To hide the structure of the UOV system and ensure security, the public key is generated by applying an invertible linear transformation to both the input variables and the output polynomials. This yields a system of $m$ general-looking quadratic equations in $n$ variables (all mixed-up together in monomials of degree 2), which appears hard to solve without knowledge of the original oil–vinegar separation. This transformed system is published as the public key, while the original structured system and the transformations together make up the private key.
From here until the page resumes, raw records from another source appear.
//! The four primitives a regular grid is made of.
//!
//! Corner order always puts X fastest, then Y, then Z:
//! ```text
//!  Pixel:        Voxel:
//!                       6 ________ 7
//!                       /|       /|
//!                     /  |     /  |
//!                 4 /_______ /5   |
//!  2 _____ 3        |     |  |    |
//!   |     |         |    2|__|____|3
//!   |     |         |    /   |    /
//!   |_____|         |  /     |  /
//!  0       1        |/_______|/
//!                  0          1
//! ```

use crate::util::*;

#[derive(Copy, Clone, Debug, Default, Eq, PartialEq, Hash)]
pub enum CellType {
    #[default]
    Empty,
    Vertex,
    Line,
    Pixel,
    Voxel,
}

impl CellType {
    pub fn number_of_points(&self) -> usize {
        match self {
            CellType::Empty => 0,
            CellType::Vertex => 1,
            CellType::Line => 2,
            CellType::Pixel => 4,
            CellType::Voxel => 8,
        }
    }

    /// Interpolation weights for the cell corners at the given
    /// parametric coordinates. Only the first `dimension` coordinates
    /// are used.
    pub fn interpolation_weights(&self, pcoords: &Point3) -> Vec<f64> {
        let r = pcoords[0];
        let s = pcoords[1];
        let t = pcoords[2];
        let rm = 1.0 - r;
        let sm = 1.0 - s;
        let tm = 1.0 - t;
        match self {
            CellType::Empty => vec![],
            CellType::Vertex => vec![1.0],
            CellType::Line => vec![rm, r],
            CellType::Pixel => vec![rm * sm, r * sm, rm * s, r * s],
            CellType::Voxel => vec![
                rm * sm * tm,
                r * sm * tm,
                rm * s * tm,
                r * s * tm,
                rm * sm * t,
                r * sm * t,
                rm * s * t,
                r * s * t,
            ],
        }
    }
}

/// Point ids and physical corner locations of one cell.
#[derive(Copy, Clone, Debug, PartialEq)]
pub struct Primitive<const N: usize> {
    pub point_ids: [usize; N],
    pub points: [Point3; N],
}

impl<const N: usize> Default for Primitive<N> {
    fn default() -> Self {
        Primitive {
            point_ids: [0; N],
            points: [Point3::zeros(); N],
        }
    }
}

/// A grid cell, one variant per primitive kind.
#[derive(Copy, Clone, Debug, Default, PartialEq)]
pub enum Cell {
    #[default]
    Empty,
    Vertex(Primitive<1>),
    Line(Primitive<2>),
    Pixel(Primitive<4>),
    Voxel(Primitive<8>),
}

impl Cell {
    /// A fresh cell of the given kind with zeroed corners.
    pub fn template(cell_type: CellType) -> Self {
        match cell_type {
            CellType::Empty => Cell::Empty,
            CellType::Vertex => Cell::Vertex(Primitive::default()),
            CellType::Line => Cell::Line(Primitive::default()),
            CellType::Pixel => Cell::Pixel(Primitive::default()),
            CellType::Voxel => Cell::Voxel(Primitive::default()),
        }
    }

    pub fn cell_type(&self) -> CellType {
        match self {
            Cell::Empty => CellType::Empty,
            Cell::Vertex(_) => CellType::Vertex,
            Cell::Line(_) => CellType::Line,
            Cell::Pixel(_) => CellType::Pixel,
            Cell::Voxel(_) => CellType::Voxel,
        }
    }

    pub fn point_ids(&self) -> &[usize] {
        match self {
            Cell::Empty => &[],
            Cell::Vertex(p) => &p.point_ids,
            Cell::Line(p) => &p.point_ids,
            Cell::Pixel(p) => &p.point_ids,
            Cell::Voxel(p) => &p.point_ids,
        }
    }

    pub fn points(&self) -> &[Point3] {
        match self {
            Cell::Empty => &[],
            Cell::Vertex(p) => &p.points,
            Cell::Line(p) => &p.points,
            Cell::Pixel(p) => &p.points,
            Cell::Voxel(p) => &p.points,
        }
    }

    /// Mutable access to both corner lists at once.
    pub fn corners_mut(&mut self) -> (&mut [usize], &mut [Point3]) {
        match self {
            Cell::Empty => (&mut [], &mut []),
            Cell::Vertex(p) => (&mut p.point_ids, &mut p.points),
            Cell::Line(p) => (&mut p.point_ids, &mut p.points),
            Cell::Pixel(p) => (&mut p.point_ids, &mut p.points),
            Cell::Voxel(p) => (&mut p.point_ids, &mut p.points),
        }
    }

    pub fn interpolation_weights(&self, pcoords: &Point3) -> Vec<f64> {
        self.cell_type().interpolation_weights(pcoords)
    }

    /// Physical location at the given parametric coordinates.
    pub fn evaluate_location(&self, pcoords: &Point3) -> Point3 {
        let weights = self.interpolation_weights(pcoords);
        self.points()
            .iter()
            .zip(weights.iter())
            .fold(Point3::zeros(), |acc, (p, w)| acc + p * *w)
    }
}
To generate a signature using the private key, the signer begins by deriving values for the vinegar variables from the message, as well as right-hand sides for each equation (again from the message). Once these are fixed, each of the $m$ quadratic equations becomes linear in the oil variables, thanks to the structure of the system. The signer then solves this resulting linear system to find a valid set of oil variables that satisfy the private equations. The complete set of $n=m+v$ variables (both oil and vinegar) is then transformed using the inverse of the private input transformation to obtain a valid preimage for the public system. This preimage serves as the signature corresponding to a given hash value or message digest.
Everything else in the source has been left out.